Filled with priceless insights from many of the best pitchers in baseball history including twenty-two Hall of Famers--from Bob Gibson, Steve Carlton, and Nolan Ryan to Greg Maddux, Mariano Rivera, and Clayton Kershaw--K will be the definitive book on pitching and join such works as The Glory of Their Times and Moneyball as a classic of the genre.
About the Author
TYLER KEPNER started covering baseball as a teenager, interviewing players for a homemade magazine that was featured in The New York Times in 1989. He attended Vanderbilt University on the Grantland Rice/Fred Russell sportswriting scholarship, then covered the Angels for the Riverside (Calif.) Press-Enterprise and the Mariners for the Seattle Post-Intelligencer.

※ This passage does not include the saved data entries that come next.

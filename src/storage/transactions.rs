//! Transaction repository for JSON storage
//!
//! Manages loading and saving transactions to transactions.json

use std::collections::HashMap;
use std::path::PathBuf;
use std::sync::RwLock;

use chrono::NaiveDate;

use crate::error::SetAsideError;
use crate::models::{CategoryId, Transaction, TransactionId};

use super::file_io::{read_json, read_lock, write_json_atomic, write_lock};

/// Serializable transaction data structure
#[derive(Debug, Clone, Default, serde::Serialize, serde::Deserialize)]
pub struct TransactionData {
    pub transactions: Vec<Transaction>,
}

/// Newest first; same-day entries by creation time
fn newest_first(a: &Transaction, b: &Transaction) -> std::cmp::Ordering {
    b.date.cmp(&a.date).then(b.created_at.cmp(&a.created_at))
}

/// Repository for transaction persistence with a category index
pub struct TransactionRepository {
    path: PathBuf,
    data: RwLock<HashMap<TransactionId, Transaction>>,
    /// Index: category_id -> transaction_ids
    by_category: RwLock<HashMap<CategoryId, Vec<TransactionId>>>,
}

impl TransactionRepository {
    /// Create a new transaction repository
    pub fn new(path: PathBuf) -> Self {
        Self {
            path,
            data: RwLock::new(HashMap::new()),
            by_category: RwLock::new(HashMap::new()),
        }
    }

    /// Load transactions from disk and build the index
    pub fn load(&self) -> Result<(), SetAsideError> {
        let file_data: TransactionData = read_json(&self.path)?;

        let mut data = write_lock(&self.data)?;
        let mut by_category = write_lock(&self.by_category)?;

        data.clear();
        by_category.clear();

        for txn in file_data.transactions {
            if let Some(cat_id) = txn.category_id {
                by_category.entry(cat_id).or_default().push(txn.id);
            }
            data.insert(txn.id, txn);
        }

        Ok(())
    }

    /// Save transactions to disk
    pub fn save(&self) -> Result<(), SetAsideError> {
        let data = read_lock(&self.data)?;

        let mut transactions: Vec<_> = data.values().cloned().collect();
        transactions.sort_by(newest_first);

        write_json_atomic(&self.path, &TransactionData { transactions })
    }

    /// Get a transaction by ID
    pub fn get(&self, id: TransactionId) -> Result<Option<Transaction>, SetAsideError> {
        let data = read_lock(&self.data)?;

        Ok(data.get(&id).cloned())
    }

    /// Get all transactions, newest first
    pub fn get_all(&self) -> Result<Vec<Transaction>, SetAsideError> {
        let data = read_lock(&self.data)?;

        let mut transactions: Vec<_> = data.values().cloned().collect();
        transactions.sort_by(newest_first);
        Ok(transactions)
    }

    /// Get transactions in a category, newest first
    pub fn get_by_category(&self, category_id: CategoryId) -> Result<Vec<Transaction>, SetAsideError> {
        let data = read_lock(&self.data)?;
        let by_category = read_lock(&self.by_category)?;

        let ids = by_category.get(&category_id).map(|v| v.as_slice()).unwrap_or(&[]);
        let mut transactions: Vec<_> = ids.iter().filter_map(|id| data.get(id).cloned()).collect();
        transactions.sort_by(newest_first);
        Ok(transactions)
    }

    /// Get transactions in an inclusive date range, newest first
    pub fn get_by_date_range(
        &self,
        start: NaiveDate,
        end: NaiveDate,
    ) -> Result<Vec<Transaction>, SetAsideError> {
        let all = self.get_all()?;
        Ok(all
            .into_iter()
            .filter(|t| t.date >= start && t.date <= end)
            .collect())
    }

    /// Transactions whose ID matches a full ID, display ID or prefix
    pub fn find_by_id_prefix(&self, input: &str) -> Result<Vec<Transaction>, SetAsideError> {
        let data = read_lock(&self.data)?;

        Ok(data.values().filter(|t| t.id.matches(input)).cloned().collect())
    }

    /// Insert or update a transaction
    pub fn upsert(&self, txn: Transaction) -> Result<(), SetAsideError> {
        let mut data = write_lock(&self.data)?;
        let mut by_category = write_lock(&self.by_category)?;

        if let Some(old_cat) = data.get(&txn.id).and_then(|old| old.category_id) {
            if let Some(ids) = by_category.get_mut(&old_cat) {
                ids.retain(|&id| id != txn.id);
            }
        }

        if let Some(cat_id) = txn.category_id {
            by_category.entry(cat_id).or_default().push(txn.id);
        }

        data.insert(txn.id, txn);
        Ok(())
    }

    /// Delete a transaction, returning it if it existed
    pub fn delete(&self, id: TransactionId) -> Result<Option<Transaction>, SetAsideError> {
        let mut data = write_lock(&self.data)?;
        let mut by_category = write_lock(&self.by_category)?;

        let removed = data.remove(&id);
        if let Some(cat_id) = removed.as_ref().and_then(|t| t.category_id) {
            if let Some(ids) = by_category.get_mut(&cat_id) {
                ids.retain(|&tid| tid != id);
            }
        }
        Ok(removed)
    }

    /// Remove every transaction
    pub fn clear(&self) -> Result<(), SetAsideError> {
        let mut data = write_lock(&self.data)?;
        let mut by_category = write_lock(&self.by_category)?;

        data.clear();
        by_category.clear();
        Ok(())
    }

    /// Count transactions
    pub fn count(&self) -> Result<usize, SetAsideError> {
        let data = read_lock(&self.data)?;

        Ok(data.len())
    }
}

#[cfg(test)]
mod tests {
    use super::*;
    use crate::models::{EntryKind, Money};
    use tempfile::TempDir;

    fn create_test_repo() -> (TempDir, TransactionRepository) {
        let temp_dir = TempDir::new().unwrap();
        let path = temp_dir.path().join("transactions.json");
        let repo = TransactionRepository::new(path);
        (temp_dir, repo)
    }

    fn date(day: u32) -> NaiveDate {
        NaiveDate::from_ymd_opt(2025, 1, day).unwrap()
    }

    fn spend(cents: i64, day: u32) -> Transaction {
        Transaction::new(EntryKind::Expense, Money::from_cents(cents), date(day))
    }

    #[test]
    fn test_empty_load() {
        let (_temp_dir, repo) = create_test_repo();
        repo.load().unwrap();
        assert_eq!(repo.count().unwrap(), 0);
    }

    #[test]
    fn test_upsert_and_get() {
        let (_temp_dir, repo) = create_test_repo();
        let txn = spend(5000, 15);
        let id = txn.id;

        repo.upsert(txn).unwrap();

        let retrieved = repo.get(id).unwrap().unwrap();
        assert_eq!(retrieved.amount.cents(), 5000);
    }

    #[test]
    fn test_get_all_newest_first() {
        let (_temp_dir, repo) = create_test_repo();
        repo.upsert(spend(100, 3)).unwrap();
        repo.upsert(spend(200, 20)).unwrap();
        repo.upsert(spend(300, 10)).unwrap();

        let days: Vec<_> = repo.get_all().unwrap().iter().map(|t| t.date).collect();
        assert_eq!(days, vec![date(20), date(10), date(3)]);
    }

    #[test]
    fn test_category_index_follows_updates() {
        let (_temp_dir, repo) = create_test_repo();
        let food = CategoryId::new();
        let home = CategoryId::new();

        let mut txn = spend(100, 5);
        txn.category_id = Some(food);
        let id = txn.id;
        repo.upsert(txn.clone()).unwrap();
        assert_eq!(repo.get_by_category(food).unwrap().len(), 1);

        txn.category_id = Some(home);
        repo.upsert(txn).unwrap();
        assert!(repo.get_by_category(food).unwrap().is_empty());
        assert_eq!(repo.get_by_category(home).unwrap()[0].id, id);

        repo.delete(id).unwrap();
        assert!(repo.get_by_category(home).unwrap().is_empty());
    }

    #[test]
    fn test_save_and_reload() {
        let (temp_dir, repo) = create_test_repo();
        let txn = spend(5000, 15);
        let id = txn.id;

        repo.upsert(txn).unwrap();
        repo.save().unwrap();

        let repo2 = TransactionRepository::new(temp_dir.path().join("transactions.json"));
        repo2.load().unwrap();

        assert_eq!(repo2.count().unwrap(), 1);
        assert_eq!(repo2.get(id).unwrap().unwrap().amount.cents(), 5000);
    }

    #[test]
    fn test_delete_returns_removed() {
        let (_temp_dir, repo) = create_test_repo();
        let txn = spend(5000, 15);
        let id = txn.id;

        repo.upsert(txn).unwrap();
        assert!(repo.delete(id).unwrap().is_some());
        assert!(repo.delete(id).unwrap().is_none());
        assert_eq!(repo.count().unwrap(), 0);
    }

    #[test]
    fn test_date_range_query() {
        let (_temp_dir, repo) = create_test_repo();
        repo.upsert(spend(100, 10)).unwrap();
        repo.upsert(spend(200, 15)).unwrap();
        repo.upsert(spend(300, 20)).unwrap();

        let range = repo.get_by_date_range(date(12), date(18)).unwrap();
        assert_eq!(range.len(), 1);
        assert_eq!(range[0].amount.cents(), 200);
    }

    #[test]
    fn test_find_by_id_prefix() {
        let (_temp_dir, repo) = create_test_repo();
        let txn = spend(100, 1);
        let short = txn.id.to_string();
        repo.upsert(txn).unwrap();

        assert_eq!(repo.find_by_id_prefix(&short).unwrap().len(), 1);
    }
}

He joined The New York Times in 2000, covering the Mets for two seasons, the Yankees for eight, and serving as the national baseball writer since 2010.
"Tyler Kepner knows his stuff—by which I mean the plethora of possible assaults on the strike zone that have created the modern game: splitters, spitters, sinkers, sliders. It’s all here: Cy Young’s whistler; Sandy Koufax’s 12-to-6 curve; the fadeaway that made Matty famous before it became a screwball and revived Warren Spahn’s career. K is an education in the history, mechanics and language of pitching and as rich with detail as the craft it describes. This is inside baseball at its best. A must read for any fan who aspires to be in the know."
--Jane Leavy, New York Times bestselling author of Sandy Koufax: A Lefty’s Legacy and The Big Fella: Babe Ruth and the World He Created
“There has been so much good writing on the subject of baseball that you sometimes wonder if there can be a fresh way to go about it. But Tyler Kepner turns the trick. Analytical and anecdotal, insightful and entertaining, K is a welcome addition to the baseball bookshelf.”
"[An] instant classic. . .[Kepner] deftly weaves all these voices into a seamless narrative. . .K is even better than I'd hoped, and I suspect it will now take its place on all the lists of essential baseball books."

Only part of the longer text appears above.